An information output unit that outputs information about the event detected by the comprehensive analysis unit, and an information output unit.
A personal feature storage unit that stores personal features related to video and audio,
With
The image analysis unit performs personal identification processing of a person appearing in the image based on the personal characteristics of the image read from the personal feature storage unit.
The voice analysis unit performs personal identification processing of the human voice included in the voice based on the personal characteristics related to the voice read from the personal feature storage unit.
The information output unit outputs information about the event, including personal identification information identified by at least one of the video analysis unit and the audio analysis unit regarding the event.

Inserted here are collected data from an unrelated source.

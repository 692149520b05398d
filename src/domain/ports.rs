use crate::domain::model::{LogContext, LogLevel, LogRecord, SourceStoreConfig};
use crate::utils::error::Result;
use async_trait::async_trait;
use chrono::Utc;
use std::io::Cursor;
use std::sync::atomic::{AtomicU64, Ordering};
use tokio_util::sync::CancellationToken;

/// 一次 delimiter 列表請求的結果（單頁）
#[derive(Debug, Clone, Default, PartialEq, Eq)]
pub struct ListPage {
    /// 物件的完整 key
    pub keys: Vec<String>,
    /// 以 delimiter 分組的共同前綴（含結尾的 delimiter）
    pub common_prefixes: Vec<String>,
    /// 還有下一頁時才會有值
    pub next_continuation_token: Option<String>,
}

/// 扁平的物件儲存後端（S3、記憶體）
#[async_trait]
pub trait ObjectStore: Send + Sync {
    /// 以新設定重建底層連線
    fn configure(&mut self, config: &SourceStoreConfig) -> Result<()>;

    async fn list_page(
        &self,
        prefix: &str,
        delimiter: Option<&str>,
        continuation_token: Option<String>,
    ) -> Result<ListPage>;

    async fn get_object(&self, key: &str) -> Result<Vec<u8>>;
}

/// 上傳媒體到目的地 API
#[async_trait]
pub trait MediaUploader: Send + Sync {
    async fn test_connection(&self) -> Result<bool>;

    /// HTTP 層失敗回傳 `Ok(false)`，傳輸層失敗回傳 `Err`；
    /// 送出前已取消則回傳 `TransferError::Cancelled`，已送出的請求不會被中斷
    async fn upload_media(
        &self,
        category_id: &str,
        file_name: &str,
        base64_content: &str,
        description: &str,
        cancel: &CancellationToken,
    ) -> Result<bool>;
}

/// `process_folder_files` 對每個下載完成的檔案呼叫一次
#[async_trait]
pub trait FileProcessor: Send + Sync {
    async fn process(&self, file_name: &str, content: Cursor<Vec<u8>>) -> Result<bool>;
}

static NEXT_LOG_ID: AtomicU64 = AtomicU64::new(1);

/// 結構化事件紀錄。引擎只負責寫入，儲存方式由實作決定。
pub trait LogSink: Send + Sync {
    fn append(&self, record: LogRecord);

    fn all_logs(&self) -> Vec<LogRecord>;

    fn log(&self, level: LogLevel, message: &str, context: LogContext) -> LogRecord {
        let record = LogRecord {
            id: NEXT_LOG_ID.fetch_add(1, Ordering::Relaxed),
            timestamp: Utc::now(),
            level,
            message: message.to_string(),
            context,
        };

        let ctx = &record.context;
        match level {
            LogLevel::Info | LogLevel::Success => tracing::info!(
                category = ctx.category_id.as_deref(),
                folder = ctx.folder_name.as_deref(),
                file = ctx.file_name.as_deref(),
                "{}",
                message
            ),
            LogLevel::Warning => tracing::warn!(
                category = ctx.category_id.as_deref(),
                folder = ctx.folder_name.as_deref(),
                file = ctx.file_name.as_deref(),
                "{}",
                message
            ),
            LogLevel::Error => tracing::error!(
                category = ctx.category_id.as_deref(),
                folder = ctx.folder_name.as_deref(),
                file = ctx.file_name.as_deref(),
                details = ctx.error_details.as_deref(),
                "{}",
                message
            ),
        }

        self.append(record.clone());
        record
    }

    fn log_info(&self, message: &str, context: LogContext) -> LogRecord {
        self.log(LogLevel::Info, message, context)
    }

    fn log_warning(&self, message: &str, context: LogContext) -> LogRecord {
        self.log(LogLevel::Warning, message, context)
    }

    fn log_error(&self, message: &str, context: LogContext) -> LogRecord {
        self.log(LogLevel::Error, message, context)
    }

    fn log_success(&self, message: &str, context: LogContext) -> LogRecord {
        self.log(LogLevel::Success, message, context)
    }
}
//! 傳輸引擎：依序處理每個對應項目，「列出檔案 → 下載 → 編碼 → 上傳」，
//! 累計結果、送出進度事件，並支援協作式取消。

use crate::core::encoding::stream_to_base64;
use crate::core::store_client::SourceStoreClient;
use crate::domain::model::{
    LogContext, MappingItem, TransferEvent, TransferProgress, TransferStatus, TransferSummary,
    UploadCounters,
};
use crate::domain::ports::{FileProcessor, LogSink, MediaUploader, ObjectStore};
use crate::utils::error::{Result, TransferError};
use crate::utils::validation::Validate;
use async_trait::async_trait;
use chrono::{DateTime, Utc};
use std::io::Cursor;
use std::sync::{Arc, Mutex, MutexGuard, PoisonError};
use tokio::sync::mpsc;
use tokio_util::sync::CancellationToken;

fn lock<T>(mutex: &Mutex<T>) -> MutexGuard<'_, T> {
    mutex.lock().unwrap_or_else(PoisonError::into_inner)
}

#[derive(Debug, Default)]
struct EngineState {
    status: TransferStatus,
    items: Vec<MappingItem>,
    counters: UploadCounters,
    start_time: Option<DateTime<Utc>>,
    end_time: Option<DateTime<Utc>>,
}

pub struct TransferEngine<S: ObjectStore, U: MediaUploader> {
    store: SourceStoreClient<S>,
    uploader: U,
    log: Arc<dyn LogSink>,
    state: Mutex<EngineState>,
    /// 執行中才有值：呼叫端 token 的 child，`stop_transfer` 只取消這一個
    stop: Mutex<Option<CancellationToken>>,
}

/// 執行結束（含 future 被丟棄）時清掉內部取消來源；仍停在 Running 就改成 Cancelled
struct RunGuard<'a> {
    state: &'a Mutex<EngineState>,
    stop: &'a Mutex<Option<CancellationToken>>,
}

impl Drop for RunGuard<'_> {
    fn drop(&mut self) {
        lock(self.stop).take();
        let mut state = lock(self.state);
        if state.status == TransferStatus::Running {
            state.status = TransferStatus::Cancelled;
            state.end_time.get_or_insert_with(Utc::now);
        }
    }
}

impl<S: ObjectStore, U: MediaUploader> TransferEngine<S, U> {
    pub fn new(store: SourceStoreClient<S>, uploader: U, log: Arc<dyn LogSink>) -> Self {
        Self {
            store,
            uploader,
            log,
            state: Mutex::new(EngineState::default()),
            stop: Mutex::new(None),
        }
    }

    pub fn store_client(&self) -> &SourceStoreClient<S> {
        &self.store
    }

    pub fn uploader(&self) -> &U {
        &self.uploader
    }

    /// 依序處理所有對應項目。
    ///
    /// 只有參數驗證與狀態檢查會回傳 `Err`；執行中的任何錯誤都記錄在項目上並算作失敗。
    /// 回傳值表示「至少一個項目成功」，與最終狀態（有任何失敗即 `Failed`）彼此獨立。
    pub async fn start_transfer(
        &self,
        items: Vec<MappingItem>,
        events: Option<mpsc::Sender<TransferEvent>>,
        cancel: CancellationToken,
    ) -> Result<bool> {
        if items.is_empty() {
            return Err(TransferError::validation(
                "items",
                "at least one mapping item is required",
            ));
        }

        let total = items.len();
        let combined = cancel.child_token();
        {
            let mut state = lock(&self.state);
            if state.status == TransferStatus::Running {
                return Err(TransferError::invalid_state("a transfer is already running"));
            }

            state.status = TransferStatus::Running;
            state.start_time = Some(Utc::now());
            state.end_time = None;
            state.counters = UploadCounters::default();
            state.items = items;
            state.items.iter_mut().for_each(MappingItem::reset_results);
            *lock(&self.stop) = Some(combined.clone());
        }
        let _guard = RunGuard {
            state: &self.state,
            stop: &self.stop,
        };

        emit(&events, TransferEvent::StatusChanged(TransferStatus::Running)).await;
        self.log
            .log_info(&format!("🚀 Transfer started: {} mapping items", total), LogContext::new());

        let (mut processed, mut successful, mut failed) = (0usize, 0usize, 0usize);

        for index in 0..total {
            if combined.is_cancelled() {
                return Ok(self.cancel_run(&events, processed, total).await);
            }

            let mut item = lock(&self.state).items[index].clone();
            emit(
                &events,
                TransferEvent::ProgressChanged(TransferProgress::new(
                    total,
                    processed,
                    successful,
                    failed,
                    Some(item.clone()),
                )),
            )
            .await;

            let ok = match self.process_mapping_item(&mut item, &combined).await {
                Ok(ok) => ok,
                Err(e) => {
                    item.processed = true;
                    item.process_end_time = Some(Utc::now());
                    item.error_message = Some(e.to_string());
                    item.success = false;
                    self.log.log_error(
                        "Mapping item failed",
                        LogContext::new()
                            .category(&item.category_id)
                            .folder(&item.folder_name)
                            .details(e.to_string()),
                    );
                    false
                }
            };

            processed += 1;
            if ok {
                successful += 1;
            } else {
                failed += 1;
            }
            lock(&self.state).items[index] = item;
        }

        // 最後一個項目途中收到停止：檔案迴圈已提前結束，整體仍算取消
        if combined.is_cancelled() {
            return Ok(self.cancel_run(&events, processed, total).await);
        }

        let status = if failed > 0 {
            TransferStatus::Failed
        } else {
            TransferStatus::Completed
        };
        self.finish(status);

        emit(&events, TransferEvent::StatusChanged(status)).await;
        emit(
            &events,
            TransferEvent::ProgressChanged(TransferProgress::new(
                total, processed, successful, failed, None,
            )),
        )
        .await;

        let summary = self.summary();
        self.log.log_info(
            &format!(
                "🏁 Transfer {}: {}/{} items succeeded, {} media uploaded, {} failed",
                status,
                summary.successful_items,
                summary.total_items,
                summary.successful_uploads,
                summary.failed_uploads
            ),
            LogContext::new(),
        );

        Ok(successful > 0)
    }

    fn finish(&self, status: TransferStatus) {
        let mut state = lock(&self.state);
        state.status = status;
        state.end_time = Some(Utc::now());
    }

    async fn cancel_run(
        &self,
        events: &Option<mpsc::Sender<TransferEvent>>,
        processed: usize,
        total: usize,
    ) -> bool {
        self.log.log_warning(
            &format!("Transfer cancelled after {}/{} items", processed, total),
            LogContext::new(),
        );
        self.finish(TransferStatus::Cancelled);
        emit(events, TransferEvent::StatusChanged(TransferStatus::Cancelled)).await;
        false
    }

    /// 要求停止目前的傳輸；實際停止發生在下一個項目或檔案的檢查點
    pub fn stop_transfer(&self) {
        if self.status() != TransferStatus::Running {
            return;
        }
        if let Some(token) = lock(&self.stop).as_ref() {
            token.cancel();
            self.log
                .log_warning("Stop requested; finishing current file", LogContext::new());
        }
    }

    /// 處理單一對應項目並把結果寫回 `item`。
    ///
    /// 項目無效時回傳 `Validation` 錯誤；其他失敗（例如列出檔案失敗）記在
    /// `error_message`，回傳 `Ok(false)`。
    pub async fn process_mapping_item(
        &self,
        item: &mut MappingItem,
        cancel: &CancellationToken,
    ) -> Result<bool> {
        item.validate()?;

        item.reset_results();
        item.process_start_time = Some(Utc::now());
        let context = LogContext::new()
            .category(&item.category_id)
            .folder(&item.folder_name);
        self.log.log_info("Processing folder", context.clone());

        let processor = UploadProcessor {
            uploader: &self.uploader,
            category_id: &item.category_id,
            engine_state: &self.state,
            item_counters: Mutex::new(UploadCounters::default()),
            log: self.log.as_ref(),
            cancel,
        };
        let result = self
            .store
            .process_folder_files(&item.folder_name, &processor, cancel)
            .await;
        let counters = *lock(&processor.item_counters);

        item.process_end_time = Some(Utc::now());
        item.processed = true;
        item.success_media_count = counters.successful_uploads;
        item.failure_media_count = counters.failed_uploads;

        match result {
            Ok(count) => {
                item.processed_media_count = count;
                item.success = count > 0;
                self.log.log_success(
                    &format!(
                        "Folder done: {} uploaded, {} failed",
                        counters.successful_uploads, counters.failed_uploads
                    ),
                    context,
                );
                Ok(item.success)
            }
            Err(e) => {
                item.error_message = Some(e.to_string());
                item.success = false;
                self.log
                    .log_error("Folder processing failed", context.details(e.to_string()));
                Ok(false)
            }
        }
    }

    pub fn status(&self) -> TransferStatus {
        lock(&self.state).status
    }

    pub fn is_running(&self) -> bool {
        self.status() == TransferStatus::Running
    }

    pub fn summary(&self) -> TransferSummary {
        let state = lock(&self.state);
        TransferSummary::compute(&state.items, state.counters, state.start_time, state.end_time)
    }

    /// 目前（或上一次）執行的項目與結果
    pub fn results(&self) -> Vec<MappingItem> {
        lock(&self.state).items.clone()
    }

    pub fn counters(&self) -> UploadCounters {
        lock(&self.state).counters
    }
}

async fn emit(events: &Option<mpsc::Sender<TransferEvent>>, event: TransferEvent) {
    if let Some(tx) = events {
        // 接收端關閉不影響傳輸
        let _ = tx.send(event).await;
    }
}

/// 單一項目的逐檔上傳：編碼、上傳並更新計數
struct UploadProcessor<'a, U: MediaUploader> {
    uploader: &'a U,
    category_id: &'a str,
    engine_state: &'a Mutex<EngineState>,
    item_counters: Mutex<UploadCounters>,
    log: &'a dyn LogSink,
    cancel: &'a CancellationToken,
}

impl<U: MediaUploader> UploadProcessor<'_, U> {
    async fn upload(&self, file_name: &str, content: Cursor<Vec<u8>>) -> Result<bool> {
        let encoded = stream_to_base64(content, file_name)?;
        self.uploader
            .upload_media(self.category_id, file_name, &encoded, "", self.cancel)
            .await
    }

    fn record(&self, uploaded: bool) {
        lock(&self.item_counters).record(uploaded);
        lock(self.engine_state).counters.record(uploaded);
    }
}

#[async_trait]
impl<'a, U: MediaUploader> FileProcessor for UploadProcessor<'a, U> {
    async fn process(&self, file_name: &str, content: Cursor<Vec<u8>>) -> Result<bool> {
        if self.cancel.is_cancelled() {
            return Ok(false);
        }

        let uploaded = match self.upload(file_name, content).await {
            Ok(uploaded) => uploaded,
            // 沒有送出，不算失敗
            Err(TransferError::Cancelled) => return Ok(false),
            Err(e) => {
                self.log.log_error(
                    "Failed to upload file",
                    LogContext::new()
                        .category(self.category_id)
                        .file(file_name)
                        .details(e.to_string()),
                );
                false
            }
        };

        self.record(uploaded);
        Ok(uploaded)
    }
}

The image analysis unit reads out the schedule information in the facility and the seating chart information of the individual in the predetermined place stored in the storage medium, and based on the video at the predetermined timing determined by the schedule information, the seating chart The visual features of each individual corresponding to the personal identification information determined or estimated by the information are calculated, and the calculated visual features are used to obtain the personal features related to the image stored in the personal feature storage unit. Update,
Behavioral analyzer.

The behavior analysis device according to any one of claims 1 and 2 , wherein the behavior analysis device is installed in a facility used in a group.

Computer,
A program for functioning as the behavioral analyzer according to any one of claims 1 to 3.